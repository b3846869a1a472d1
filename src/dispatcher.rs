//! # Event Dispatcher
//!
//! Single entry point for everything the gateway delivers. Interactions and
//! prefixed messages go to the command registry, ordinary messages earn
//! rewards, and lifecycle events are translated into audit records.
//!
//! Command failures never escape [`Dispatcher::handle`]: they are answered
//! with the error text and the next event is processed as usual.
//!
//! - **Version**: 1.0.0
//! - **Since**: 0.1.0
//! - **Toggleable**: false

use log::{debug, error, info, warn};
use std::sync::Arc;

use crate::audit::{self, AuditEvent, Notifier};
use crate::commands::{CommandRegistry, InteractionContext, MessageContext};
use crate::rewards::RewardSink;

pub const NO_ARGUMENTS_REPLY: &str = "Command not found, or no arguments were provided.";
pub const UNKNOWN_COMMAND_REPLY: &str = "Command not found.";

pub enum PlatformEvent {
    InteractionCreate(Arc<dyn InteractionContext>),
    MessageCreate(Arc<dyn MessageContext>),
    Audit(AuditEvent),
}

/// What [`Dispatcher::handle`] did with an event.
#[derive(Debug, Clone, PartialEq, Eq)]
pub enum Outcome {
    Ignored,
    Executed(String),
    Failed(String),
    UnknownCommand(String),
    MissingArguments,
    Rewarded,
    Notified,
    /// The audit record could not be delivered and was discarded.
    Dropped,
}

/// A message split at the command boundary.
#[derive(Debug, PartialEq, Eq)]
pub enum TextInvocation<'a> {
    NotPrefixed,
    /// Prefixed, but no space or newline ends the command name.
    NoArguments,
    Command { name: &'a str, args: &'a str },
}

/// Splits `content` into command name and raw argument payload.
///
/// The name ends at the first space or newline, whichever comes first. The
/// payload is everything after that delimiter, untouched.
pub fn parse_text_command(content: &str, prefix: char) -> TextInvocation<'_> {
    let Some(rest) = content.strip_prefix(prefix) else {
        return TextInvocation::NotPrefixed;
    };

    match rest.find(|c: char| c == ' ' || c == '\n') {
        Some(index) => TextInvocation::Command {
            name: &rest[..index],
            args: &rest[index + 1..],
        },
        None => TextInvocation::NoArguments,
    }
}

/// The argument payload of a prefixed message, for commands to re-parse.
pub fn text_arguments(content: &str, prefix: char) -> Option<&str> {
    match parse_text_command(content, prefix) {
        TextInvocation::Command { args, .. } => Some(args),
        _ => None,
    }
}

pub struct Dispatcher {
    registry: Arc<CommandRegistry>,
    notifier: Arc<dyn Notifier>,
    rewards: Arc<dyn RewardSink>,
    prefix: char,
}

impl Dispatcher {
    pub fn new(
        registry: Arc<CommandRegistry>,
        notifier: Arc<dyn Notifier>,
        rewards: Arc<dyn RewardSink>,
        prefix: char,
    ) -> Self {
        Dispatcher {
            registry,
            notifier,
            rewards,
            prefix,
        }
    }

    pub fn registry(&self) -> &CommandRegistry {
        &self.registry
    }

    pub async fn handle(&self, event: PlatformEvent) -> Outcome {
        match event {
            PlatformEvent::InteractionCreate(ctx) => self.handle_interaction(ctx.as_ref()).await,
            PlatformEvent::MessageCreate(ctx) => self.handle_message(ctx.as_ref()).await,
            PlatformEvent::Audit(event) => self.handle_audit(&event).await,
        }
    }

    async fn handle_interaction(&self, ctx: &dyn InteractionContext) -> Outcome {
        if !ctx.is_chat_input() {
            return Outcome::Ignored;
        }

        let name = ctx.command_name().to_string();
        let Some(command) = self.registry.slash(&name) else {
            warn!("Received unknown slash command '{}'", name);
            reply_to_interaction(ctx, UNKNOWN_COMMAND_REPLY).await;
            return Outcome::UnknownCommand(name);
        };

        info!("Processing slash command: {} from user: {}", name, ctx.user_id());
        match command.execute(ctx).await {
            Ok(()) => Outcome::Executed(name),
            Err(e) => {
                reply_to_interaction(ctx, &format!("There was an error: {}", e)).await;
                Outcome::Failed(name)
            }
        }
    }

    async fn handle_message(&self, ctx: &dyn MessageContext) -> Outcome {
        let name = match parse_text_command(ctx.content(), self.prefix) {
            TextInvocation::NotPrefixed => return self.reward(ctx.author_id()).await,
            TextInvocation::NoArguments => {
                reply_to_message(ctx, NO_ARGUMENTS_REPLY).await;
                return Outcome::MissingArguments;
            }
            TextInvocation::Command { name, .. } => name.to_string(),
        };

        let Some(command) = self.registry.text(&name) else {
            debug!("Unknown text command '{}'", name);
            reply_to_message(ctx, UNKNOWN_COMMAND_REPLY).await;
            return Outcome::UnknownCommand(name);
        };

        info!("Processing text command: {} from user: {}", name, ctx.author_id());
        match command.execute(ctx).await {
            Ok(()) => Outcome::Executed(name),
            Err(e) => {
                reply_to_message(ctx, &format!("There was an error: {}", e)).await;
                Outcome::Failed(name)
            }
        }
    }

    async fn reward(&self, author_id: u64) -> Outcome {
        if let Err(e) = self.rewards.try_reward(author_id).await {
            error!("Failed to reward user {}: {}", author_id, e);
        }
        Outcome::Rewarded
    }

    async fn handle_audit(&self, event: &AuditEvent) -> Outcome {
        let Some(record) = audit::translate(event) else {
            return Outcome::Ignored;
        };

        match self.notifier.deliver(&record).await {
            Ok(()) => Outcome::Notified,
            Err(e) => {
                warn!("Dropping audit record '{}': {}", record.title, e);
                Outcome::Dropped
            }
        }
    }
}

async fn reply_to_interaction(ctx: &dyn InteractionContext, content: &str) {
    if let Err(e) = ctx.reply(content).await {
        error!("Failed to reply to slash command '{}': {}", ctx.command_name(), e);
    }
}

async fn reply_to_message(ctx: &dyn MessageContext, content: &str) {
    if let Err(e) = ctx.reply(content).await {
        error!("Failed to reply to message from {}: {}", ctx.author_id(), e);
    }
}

■ **Requirement**: Everything in the listing should be given again word for word.

■ **Reply to the task**:
repository b3846869a1a472d1
filename src/dispatcher.rs
//! # Event Dispatcher
//!
//! Single entry point for everything the gateway delivers. Interactions and
//! prefixed messages go to the command registry, ordinary messages earn
//! rewards, and lifecycle events are translated into audit records.
//!
//! Command failures never escape [`Dispatcher::handle`]: they are answered
//! with the error text and the next event is processed as usual.
//!
//! - **Version**: 1.0.0
//! - **Since**: 0.1.0
//! - **Toggleable**: false

use log::{debug, error, info, warn};
use std::sync::Arc;

use crate::audit::{self, AuditEvent, Notifier};
use crate::commands::{CommandRegistry, InteractionContext, MessageContext};
use crate::rewards::RewardSink;

pub const NO_ARGUMENTS_REPLY: &str = "Command not found, or no arguments were provided.";
pub const UNKNOWN_COMMAND_REPLY: &str = "Command not found.";

pub enum PlatformEvent {
    InteractionCreate(Arc<dyn InteractionContext>),
    MessageCreate(Arc<dyn MessageContext>),
    Audit(AuditEvent),
}

/// What [`Dispatcher::handle`] did with an event.
#[derive(Debug, Clone, PartialEq, Eq)]
pub enum Outcome {
    Ignored,
    Executed(String),
    Failed(String),
    UnknownCommand(String),
    MissingArguments,
    Rewarded,
    Notified,
    /// The audit record could not be delivered and was discarded.
    Dropped,
}

/// A message split at the command boundary.
#[derive(Debug, PartialEq, Eq)]
pub enum TextInvocation<'a> {
    NotPrefixed,
    /// Prefixed, but no space or newline ends the command name.
    NoArguments,
    Command { name: &'a str, args: &'a str },
}

/// Splits `content` into command name and raw argument payload.
///
/// The name ends at the first space or newline, whichever comes first. The
/// payload is everything after that delimiter, untouched.
pub fn parse_text_command(content: &str, prefix: char) -> TextInvocation<'_> {
    let Some(rest) = content.strip_prefix(prefix) else {
        return TextInvocation::NotPrefixed;
    };

    match rest.find(|c: char| c == ' ' || c == '\n') {
        Some(index) => TextInvocation::Command {
            name: &rest[..index],
            args: &rest[index + 1..],
        },
        None => TextInvocation::NoArguments,
    }
}

/// The argument payload of a prefixed message, for commands to re-parse.
pub fn text_arguments(content: &str, prefix: char) -> Option<&str> {
    match parse_text_command(content, prefix) {
        TextInvocation::Command { args, .. } => Some(args),
        _ => None,
    }
}

pub struct Dispatcher {
    registry: Arc<CommandRegistry>,
    notifier: Arc<dyn Notifier>,
    rewards: Arc<dyn RewardSink>,
    prefix: char,
}

impl Dispatcher {
    pub fn new(
        registry: Arc<CommandRegistry>,
        notifier: Arc<dyn Notifier>,
        rewards: Arc<dyn RewardSink>,
        prefix: char,
    ) -> Self {
        Dispatcher {
            registry,
            notifier,
            rewards,
            prefix,
        }
    }

    pub fn registry(&self) -> &CommandRegistry {
        &self.registry
    }

    pub async fn handle(&self, event: PlatformEvent) -> Outcome {
        match event {
            PlatformEvent::InteractionCreate(ctx) => self.handle_interaction(ctx.as_ref()).await,
            PlatformEvent::MessageCreate(ctx) => self.handle_message(ctx.as_ref()).await,
            PlatformEvent::Audit(event) => self.handle_audit(&event).await,
        }
    }

    async fn handle_interaction(&self, ctx: &dyn InteractionContext) -> Outcome {
        if !ctx.is_chat_input() {
            return Outcome::Ignored;
        }

        let name = ctx.command_name().to_string();
        let Some(command) = self.registry.slash(&name) else {
            warn!("Received unknown slash command '{}'", name);
            reply_to_interaction(ctx, UNKNOWN_COMMAND_REPLY).await;
            return Outcome::UnknownCommand(name);
        };

        info!("Processing slash command: {} from user: {}", name, ctx.user_id());
        match command.execute(ctx).await {
            Ok(()) => Outcome::Executed(name),
            Err(e) => {
                reply_to_interaction(ctx, &format!("There was an error: {}", e)).await;
                Outcome::Failed(name)
            }
        }
    }

    async fn handle_message(&self, ctx: &dyn MessageContext) -> Outcome {
        let name = match parse_text_command(ctx.content(), self.prefix) {
            TextInvocation::NotPrefixed => return self.reward(ctx.author_id()).await,
            TextInvocation::NoArguments => {
                reply_to_message(ctx, NO_ARGUMENTS_REPLY).await;
                return Outcome::MissingArguments;
            }
            TextInvocation::Command { name, .. } => name.to_string(),
        };

        let Some(command) = self.registry.text(&name) else {
            debug!("Unknown text command '{}'", name);
            reply_to_message(ctx, UNKNOWN_COMMAND_REPLY).await;
            return Outcome::UnknownCommand(name);
        };

        info!("Processing text command: {} from user: {}", name, ctx.author_id());
        match command.execute(ctx).await {
            Ok(()) => Outcome::Executed(name),
            Err(e) => {
                reply_to_message(ctx, &format!("There was an error: {}", e)).await;
                Outcome::Failed(name)
            }
        }
    }

    async fn reward(&self, author_id: u64) -> Outcome {
        if let Err(e) = self.rewards.try_reward(author_id).await {
            error!("Failed to reward user {}: {}", author_id, e);
        }
        Outcome::Rewarded
    }

    async fn handle_audit(&self, event: &AuditEvent) -> Outcome {
        let Some(record) = audit::translate(event) else {
            return Outcome::Ignored;
        };

        match self.notifier.deliver(&record).await {
            Ok(()) => Outcome::Notified,
            Err(e) => {
                warn!("Dropping audit record '{}': {}", record.title, e);
                Outcome::Dropped
            }
        }
    }
}

async fn reply_to_interaction(ctx: &dyn InteractionContext, content: &str) {
    if let Err(e) = ctx.reply(content).await {
        error!("Failed to reply to slash command '{}': {}", ctx.command_name(), e);
    }
}

async fn reply_to_message(ctx: &dyn MessageContext, content: &str) {
    if let Err(e) = ctx.reply(content).await {
        error!("Failed to reply to message from {}: {}", ctx.author_id(), e);
    }
}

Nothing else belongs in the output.